So men of all races, colors and flavors, be Afraid. Beware of anyone that might come up to you and say such an unbearable phrase, don´t ever use it lightly, words have power, and those words, said in that exact same order have the power to scare sleep, shatter dreams and make the earth quake. Next time you hear it RUN, run as fast as your legs can, if someone is holding you by an extremity my recommendation is this: bite it off like trapped coyotes!, you might survive with one less arm, but broken hearts take more time to heal, and when ripped from the chest by the person you love the most it stops the world from spinning.

When was the last time you used it?
Love to all
Me




P.S. I must warn I might not have crossed referenced "some" information posted here so I might end up in the eight hell either ways

4 comments:

Aek said...

Interesting post . . . not sure what to say exactly. o_O

Aaron said...

I agree with Aek.
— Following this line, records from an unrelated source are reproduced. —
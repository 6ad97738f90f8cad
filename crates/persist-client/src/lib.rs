//! Session lifecycle controller of the persistence client library.
//!
//! The persistence client library is linked into many independent
//! application processes, and inside one process it may be initialized by
//! several users (threads, plugins, other shared libraries). This crate
//! provides the piece that turns all of those `init`/`deinit` calls into a
//! single logical session per process:
//!
//! - **Session controller** ([`PersistenceClient`]): reference-counted
//!   init/deinit, full setup on the first call, full teardown on the last
//! - **Artifact reclaimer** ([`artifact`]): removes shared memory and
//!   semaphore objects a crashed instance of the same application left behind
//! - **Event loop** ([`event_loop`]): one background thread owning the IPC
//!   session with the lifecycle and administration services
//! - **Command channel** ([`command`]): typed messages from foreground
//!   threads to the event loop
//! - **Shutdown negotiation** ([`negotiation`]): cancellable shutdown with a
//!   per-session cancel budget
//! - **Trust gate** ([`trust`]): optional check for a provisioned resource
//!   configuration table
//!
//! The IPC transport, the storage engine, the plugin loader, the backup
//! blacklist parser and the file cache are collaborators, reached through
//! the traits in [`collab`].
//!
//! # Example
//!
//! ```rust,ignore
//! use persist_client::{ClientConfig, Collaborators, LifecycleRequest, PersistenceClient, ShutdownMode};
//!
//! # fn example(collaborators: Collaborators) -> persist_client::Result<()> {
//! let client = PersistenceClient::new(ClientConfig::default(), collaborators)?;
//!
//! client.init("org.example.navi", ShutdownMode::Slow)?;
//! client.set_lifecycle(LifecycleRequest::Shutdown)?;
//! client.set_lifecycle(LifecycleRequest::ShutdownCancel)?;
//! client.deinit()?;
//! # Ok(())
//! # }
//! ```

#![warn(missing_docs)]
#![allow(clippy::must_use_candidate)]

// Stale shared memory cleanup
pub mod artifact;

// Collaborator contracts
pub mod collab;

// Command channel to the event loop
pub mod command;

// Configuration
pub mod config;

// Error types
pub mod error;

// Background event-loop thread
pub mod event_loop;

// Shutdown negotiation
pub mod negotiation;

// Session controller
mod session;

// Application trust check
pub mod trust;

pub use collab::{
    AdminAction, AsyncInitCallback, BlacklistLoader, Collaborators, FileCache, IpcConnector,
    IpcEvent, IpcLink, IpcSession, PluginLoader, StorageBackend,
};
pub use command::{ShutdownOrigin, ShutdownScope};
pub use config::{ClientConfig, TrustConfig};
pub use error::{ClientError, CollaboratorError, CollaboratorResult, Result};
pub use negotiation::{LifecycleRequest, Phase, ShutdownMode};
pub use session::{AppIdentity, PersistenceClient};
pub use trust::TrustState;

/// Version information for the client library.
pub const VERSION: &str = env!("CARGO_PKG_VERSION");
//! Archive assembly and the size-sum currency check.

use std::fs::{self, File};
use std::path::{Path, PathBuf};

use flate2::read::GzDecoder;
use flate2::write::GzEncoder;
use flate2::Compression;
use tokio::sync::mpsc;
use tracing::{info, warn};
use walkdir::WalkDir;

use super::progress::ProgressTracker;
use super::PackagingError;
use crate::callback::CallbackClient;
use crate::config::AppConfig;
use crate::paths::DataLayout;
use crate::task::{ProjectId, TaskId};

/// Archive prefix for model weight files.
const WEIGHTS_PREFIX: &str = "data/models/llm";
/// Archive prefix for the vector-embedding store.
const EMBEDDINGS_PREFIX: &str = "data/embeddings";

/// The three source trees bundled into a deployment archive.
#[derive(Debug, Clone)]
pub struct ArchiveSources {
    /// Fine-tuned weights, flattened under [`WEIGHTS_PREFIX`]. Required.
    pub weights_dir: PathBuf,
    /// Static serving assets, kept at the archive root. Required.
    pub assets_dir: PathBuf,
    /// Vector-embedding store, kept under [`EMBEDDINGS_PREFIX`]. Optional.
    pub embeddings_dir: PathBuf,
}

impl ArchiveSources {
    pub fn for_task(
        layout: &DataLayout,
        assets_dir: &Path,
        task_id: TaskId,
        project_id: ProjectId,
    ) -> Self {
        Self {
            weights_dir: layout.weights_dir(task_id),
            assets_dir: assets_dir.to_path_buf(),
            embeddings_dir: layout.embeddings_dir(project_id),
        }
    }

    /// Resolves the trees into concrete archive entries. The weights and
    /// assets trees must exist; a missing embeddings tree only warns.
    fn collect(&self) -> Result<Vec<ArchiveEntry>, PackagingError> {
        if !self.weights_dir.is_dir() {
            return Err(PackagingError::MissingWeights(self.weights_dir.clone()));
        }
        if !self.assets_dir.is_dir() {
            return Err(PackagingError::MissingAssets(self.assets_dir.clone()));
        }

        let mut entries = Vec::new();
        for entry in files_under(&self.weights_dir) {
            let entry = entry?;
            entries.push(ArchiveEntry {
                name: Path::new(WEIGHTS_PREFIX).join(entry.file_name()),
                size: entry.metadata()?.len(),
                path: entry.into_path(),
            });
        }
        for entry in files_under(&self.assets_dir) {
            let entry = entry?;
            let relative = entry.path().strip_prefix(&self.assets_dir).unwrap_or(entry.path());
            entries.push(ArchiveEntry {
                name: relative.to_path_buf(),
                size: entry.metadata()?.len(),
                path: entry.into_path(),
            });
        }
        if self.embeddings_dir.is_dir() {
            for entry in files_under(&self.embeddings_dir) {
                let entry = entry?;
                let relative = entry
                    .path()
                    .strip_prefix(&self.embeddings_dir)
                    .unwrap_or(entry.path());
                entries.push(ArchiveEntry {
                    name: Path::new(EMBEDDINGS_PREFIX).join(relative),
                    size: entry.metadata()?.len(),
                    path: entry.into_path(),
                });
            }
        } else {
            warn!(
                embeddings_dir = %self.embeddings_dir.display(),
                "deployment has no embedding store, archiving without it"
            );
        }

        Ok(entries)
    }
}

/// One file scheduled for the archive.
#[derive(Debug)]
struct ArchiveEntry {
    path: PathBuf,
    name: PathBuf,
    size: u64,
}

/// How a packaging run ended.
#[derive(Debug, Clone, PartialEq, Eq)]
pub enum PackagingOutcome {
    /// A fresh archive was written.
    Built {
        archive_path: PathBuf,
        bytes_written: u64,
    },
    /// The existing archive already matches the sources; nothing was done.
    UpToDate { archive_path: PathBuf },
}

impl PackagingOutcome {
    pub fn archive_path(&self) -> &Path {
        match self {
            PackagingOutcome::Built { archive_path, .. }
            | PackagingOutcome::UpToDate { archive_path } => archive_path,
        }
    }
}

/// Builds the archive at `archive_path` from `sources`, invoking
/// `on_progress` with each new integer percentage.
///
/// When an archive already exists and the sum of its uncompressed entry
/// sizes equals the sum of the current source file sizes, the rebuild is
/// skipped. This is a byte-count heuristic, not a content hash; an edit
/// that preserves the total size goes unnoticed.
pub fn package_archive(
    sources: &ArchiveSources,
    archive_path: &Path,
    mut on_progress: impl FnMut(u8),
) -> Result<PackagingOutcome, PackagingError> {
    let entries = sources.collect()?;
    let source_total: u64 = entries.iter().map(|entry| entry.size).sum();

    if archive_path.exists() {
        match archive_entry_size_sum(archive_path) {
            Some(existing_total) if existing_total == source_total => {
                info!(
                    archive = %archive_path.display(),
                    total_bytes = source_total,
                    "archive already matches sources, skipping rebuild"
                );
                return Ok(PackagingOutcome::UpToDate {
                    archive_path: archive_path.to_path_buf(),
                });
            }
            Some(_) => {}
            None => {
                warn!(
                    archive = %archive_path.display(),
                    "existing archive is unreadable, rebuilding"
                );
            }
        }
    }

    if let Some(parent) = archive_path.parent() {
        fs::create_dir_all(parent)?;
    }

    let mut tracker = ProgressTracker::new(source_total);
    let encoder = GzEncoder::new(File::create(archive_path)?, Compression::default());
    let mut builder = tar::Builder::new(encoder);
    for entry in &entries {
        let mut file = File::open(&entry.path)?;
        builder.append_file(&entry.name, &mut file)?;
        if let Some(percent) = tracker.advance(entry.size) {
            on_progress(percent);
        }
    }
    builder.into_inner()?.finish()?;

    info!(
        archive = %archive_path.display(),
        files = entries.len(),
        total_bytes = source_total,
        "deployment archive built"
    );
    Ok(PackagingOutcome::Built {
        archive_path: archive_path.to_path_buf(),
        bytes_written: source_total,
    })
}

/// Sum of the uncompressed entry sizes in an existing archive, or `None`
/// when the archive cannot be read.
fn archive_entry_size_sum(path: &Path) -> Option<u64> {
    let mut archive = tar::Archive::new(GzDecoder::new(File::open(path).ok()?));
    let mut total = 0u64;
    for entry in archive.entries().ok()? {
        let entry = entry.ok()?;
        if entry.header().entry_type().is_file() {
            total += entry.header().size().ok()?;
        }
    }
    Some(total)
}

fn files_under(dir: &Path) -> impl Iterator<Item = Result<walkdir::DirEntry, walkdir::Error>> {
    WalkDir::new(dir)
        .sort_by_file_name()
        .into_iter()
        .filter(|entry| {
            entry
                .as_ref()
                .map(|e| e.file_type().is_file())
                .unwrap_or(true)
        })
}

/// Runs packaging jobs: builds the archive on a blocking thread and
/// mirrors its progress into the task record's download fields.
pub struct ArchivePackager {
    callbacks: CallbackClient,
    layout: DataLayout,
    assets_dir: PathBuf,
}

impl ArchivePackager {
    pub fn new(callbacks: CallbackClient, layout: DataLayout, assets_dir: PathBuf) -> Self {
        Self {
            callbacks,
            layout,
            assets_dir,
        }
    }

    pub fn from_config(callbacks: CallbackClient, config: &AppConfig) -> Self {
        Self::new(
            callbacks,
            DataLayout::new(config.data_root.clone()),
            config.assets_dir.clone(),
        )
    }

    /// Packages one task's deployment archive, driving the download
    /// status STARTED to SUCCESS or FAILURE around the build.
    pub async fn package(
        &self,
        task_id: TaskId,
        project_id: ProjectId,
    ) -> Result<PackagingOutcome, PackagingError> {
        let sources = ArchiveSources::for_task(&self.layout, &self.assets_dir, task_id, project_id);
        let archive_path = self.layout.archive_path(task_id);

        self.callbacks.download_started(task_id).await;

        let (tx, mut rx) = mpsc::unbounded_channel();
        let build = tokio::task::spawn_blocking(move || {
            package_archive(&sources, &archive_path, |percent| {
                let _ = tx.send(percent);
            })
        });

        while let Some(percent) = rx.recv().await {
            self.callbacks.download_progress(task_id, percent).await;
        }

        match build.await {
            Ok(Ok(outcome)) => {
                self.callbacks.download_succeeded(task_id).await;
                Ok(outcome)
            }
            Ok(Err(error)) => {
                self.callbacks.download_failed(task_id).await;
                Err(error)
            }
            Err(join_error) => {
                self.callbacks.download_failed(task_id).await;
                Err(PackagingError::Worker(join_error.to_string()))
            }
        }
    }
}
I don't know what to say really. :)

billy said...

It's a phrase which conjures our deepest fears. For me, when I hear it I'm afraid I'm about to lose someone. The bad news which will end a relationship, the rejection. The news of death or terminal illness which will take a loved one.

Quit being dramatic and just tell me, ok?

Brett said...

*Lets it sink in*

Wow. Food for thought, much? Heh.

=]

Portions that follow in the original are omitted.